By Doh Bertrand Nua in Kumba
Mayor Daniel Matta Mokambe of Mbonge council
The Senior Divisional Officer of Meme Chamberlin Ntou’ou Ndong has urged municipal councilors of Mbonge council to return to their respective villages and carry out sensitization towards a return to normalcy and stability in the Sub-Division. The SDO urged the councilors to free their populations from the grip of Ambazonians and to sensitize them to register their names on the electoral registers.
            The SDO was speaking through his second assistant, Hermia Njonje, on Friday May 11, 2018 at the Kumba city hall. It was in her address at the first ordinary session of the Mbonge council aimed to examine and adopt the 2017 management and stores accounts of the council. 
            “Councilors are representatives of the population who are at the same time their children. I have been asked by my boss to use this opportunity to mandate you to go back and hold strong sensitization talks with your children, for them to turn away from detractors who have nothing good to offer but deception,” Mrs Njonje said, noting that it has gone down in history that due to insecurity in the sub-division, Mbonge council was forced to hold its council session in far away Kumba. The crisis that has seen youths engaging themselves in useless battles with the state, has led to many youths finding themselves in early graves.
            The ASDO however hailed the Mbonge Mayor and his staff for the 74% realization despite the staggering economic climate in Mbonge. Though the ASDO hailed improvements in infrastructural development, provision of benches, chairs and didactic materials, he at once frowned at the ineffective resumption of schools which he blamed on the crisis.
She called on the Mayor to work with the DO and local chiefs to improve on the hygiene and sanitation of the council area. 
            While addressing the councilors, the Mayor of Mbong, Chief Daniel Matta Mokambe praised the courage of councilors who braved the odds to travel to Kumba to attend the council session despite the crisis that has hampered revenue collection by the council.
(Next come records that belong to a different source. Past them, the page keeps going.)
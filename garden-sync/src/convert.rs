//! Mapping between entities and Logseq pages.
//!
//! Structured fields (`name`, `type`, `description`, `alias`) live in
//! front matter; the body prose is carried in the entity's `content`
//! property. Bookkeeping properties never reach the file.

use garden_db::Entity;
use serde_json::{Map, Value, json};

use crate::page::{LogseqPage, PropertyValue};

/// Properties that are sync bookkeeping, not page content.
const INTERNAL_KEYS: [&str; 3] = ["page_path", "last_sync_at", "content"];

/// Front-matter keys with dedicated entity fields.
const SPECIAL_KEYS: [&str; 4] = ["id", "type", "description", "alias"];

/// Render an entity as a page at the given path.
pub fn page_from_entity(entity: &Entity, page_path: &str) -> LogseqPage {
    let mut properties = vec![
        (
            "id".to_string(),
            PropertyValue::Scalar(entity.entity_id.to_string()),
        ),
        (
            "type".to_string(),
            PropertyValue::Scalar(entity.entity_type.clone()),
        ),
    ];
    if let Some(description) = &entity.description {
        properties.push((
            "description".to_string(),
            PropertyValue::Scalar(description.clone()),
        ));
    }

    if let Value::Object(map) = &entity.properties {
        if let Some(Value::Array(items)) = map.get("alias") {
            let aliases: Vec<String> = items
                .iter()
                .filter_map(Value::as_str)
                .map(str::to_string)
                .collect();
            if !aliases.is_empty() {
                properties.push(("alias".to_string(), PropertyValue::List(aliases)));
            }
        }
        for (key, value) in map {
            if INTERNAL_KEYS.contains(&key.as_str()) || SPECIAL_KEYS.contains(&key.as_str()) {
                continue;
            }
            match value {
                Value::Array(items) => {
                    let items = items
                        .iter()
                        .filter_map(Value::as_str)
                        .map(str::to_string)
                        .collect();
                    properties.push((key.clone(), PropertyValue::List(items)));
                }
                Value::String(s) => {
                    properties.push((key.clone(), PropertyValue::Scalar(s.clone())));
                }
                other => {
                    properties.push((key.clone(), PropertyValue::Scalar(other.to_string())));
                }
            }
        }
    }

    let body = entity
        .properties
        .get("content")
        .and_then(Value::as_str)
        .unwrap_or_default()
        .to_string();

    LogseqPage {
        page_path: page_path.to_string(),
        properties,
        body,
        last_modified: None,
    }
}

/// Entity fields extracted from a page.
#[derive(Debug, Clone)]
pub struct PageFields {
    pub name: String,
    pub entity_type: String,
    pub description: Option<String>,
    pub properties: Value,
}

/// Extract entity fields from a page. `page_path` and the body always
/// land in the property bag; the caller supplies the fallback type.
pub fn fields_from_page(page: &LogseqPage, default_type: &str) -> PageFields {
    let entity_type = page
        .get("type")
        .and_then(PropertyValue::as_scalar)
        .unwrap_or(default_type)
        .to_string();
    let description = page
        .get("description")
        .and_then(PropertyValue::as_scalar)
        .map(str::to_string);

    let mut properties = Map::new();
    for (key, value) in &page.properties {
        if key == "id" || key == "type" || key == "description" || key == "page_path" {
            continue;
        }
        let value = match value {
            PropertyValue::Scalar(s) => json!(s),
            PropertyValue::List(items) => json!(items),
        };
        properties.insert(key.clone(), value);
    }
    properties.insert("page_path".to_string(), json!(page.page_path));
    properties.insert("content".to_string(), json!(page.body));

    PageFields {
        name: page.name(),
        entity_type,
        description,
        properties: Value::Object(properties),
    }
}

/// File name for an entity that has never had a page: `pages/<name>.md`
/// with path-hostile characters replaced.
pub fn default_page_path(name: &str) -> String {
    let sanitized: String = name
        .chars()
        .map(|c| match c {
            '/' | '\\' | ':' | '*' | '?' | '"' | '<' | '>' | '|' => '_',
            other => other,
        })
        .collect();
    format!("pages/{}.md", sanitized.trim())
}

#[cfg(test)]
mod tests {
    use super::*;
    use chrono::Utc;
    use uuid::Uuid;

    fn entity() -> Entity {
        Entity {
            entity_id: Uuid::new_v4(),
            name: "Raft".to_string(),
            entity_type: "concept".to_string(),
            description: Some("Consensus algorithm".to_string()),
            properties: json!({
                "page_path": "pages/Raft.md",
                "last_sync_at": "2026-01-01T00:00:00Z",
                "content": "Leader election notes.\n",
                "alias": ["raft protocol"],
                "source": "https://raft.github.io",
            }),
            created_at: Utc::now(),
            updated_at: Utc::now(),
            deleted_at: None,
        }
    }

    #[test]
    fn emitted_page_omits_bookkeeping_properties() {
        let entity = entity();
        let page = page_from_entity(&entity, "pages/Raft.md");
        let text = page.emit();
        assert!(text.contains(&format!("id: {}", entity.entity_id)));
        assert!(text.contains("type: concept"));
        assert!(text.contains("source: https://raft.github.io"));
        assert!(text.contains("  - raft protocol"));
        assert!(!text.contains("last_sync_at"));
        assert!(!text.contains("page_path"));
        assert!(text.ends_with("Leader election notes.\n"));
    }

    #[test]
    fn fields_round_trip_through_a_page() {
        let entity = entity();
        let page = page_from_entity(&entity, "pages/Raft.md");
        let fields = fields_from_page(&page, "note");

        assert_eq!(fields.name, "Raft");
        assert_eq!(fields.entity_type, "concept");
        assert_eq!(fields.description.as_deref(), Some("Consensus algorithm"));
        assert_eq!(fields.properties["page_path"], json!("pages/Raft.md"));
        assert_eq!(fields.properties["content"], json!("Leader election notes.\n"));
        assert_eq!(fields.properties["alias"], json!(["raft protocol"]));
    }

    #[test]
    fn default_path_sanitizes_separators() {
        assert_eq!(default_page_path("a/b: c"), "pages/a_b_ c.md");
    }
}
            On his achievements despite the odds, Mokambe revealed that the council constructed an office and toilets for the motor park, carried out road maintenance, constructed classrooms, paid workers salaries, constructed a block of nursery school at Bakundu, a pit latrine at Marumba Mboa, equipped public schools with didactic materials, gave support to livestock rearers amongst others.
            Mayor Mokambe noted that the session was not only aimed to examine the accounts but to look for ways to surmount challenges with the view to changing the lives of the population of Mbonge. He reminded councilors on the need to take part in the development of the municipality, urging them to embrace team spirit so as to maintain and improve on the growth of the municipality.
            The Mayor revealed that out of the over one billion budgeted for the council in 2017, the sum of over FCFA 893 million was effectively collected as revenue, while over FCFA 832 million was spent with an excess of FCFA 60 million.


Mbonge is not secure for elections
            Councilors of Mbonge council in the course of the council session told the SDO that they are not ready for any election in the sub-division with the ongoing crisis. The declaration was made by councilor Bawa Rejis Abua.
            “The government should look for better ways of solving this crisis….The soldiers are trying to do something but I don’t think that is good enough. Most of our villages are getting totally deserted; all the inhabitants of Ngango are living in the bushes as we talk. We cannot be talking about elections when we cannot live in our villages. Where will the voting take place? So my dear SDO I think that reasonable dialogue can be a solution to this crisis rather than the guns everywhere.
            The same view was shared by another councilor, Tortoh Adison, who condemned the excesses of the military that continue parading towns and villages with armored cars and heavy weapons.
            “We should stop pretending and tell the Head of State the truth on the ground,” Tortoh said.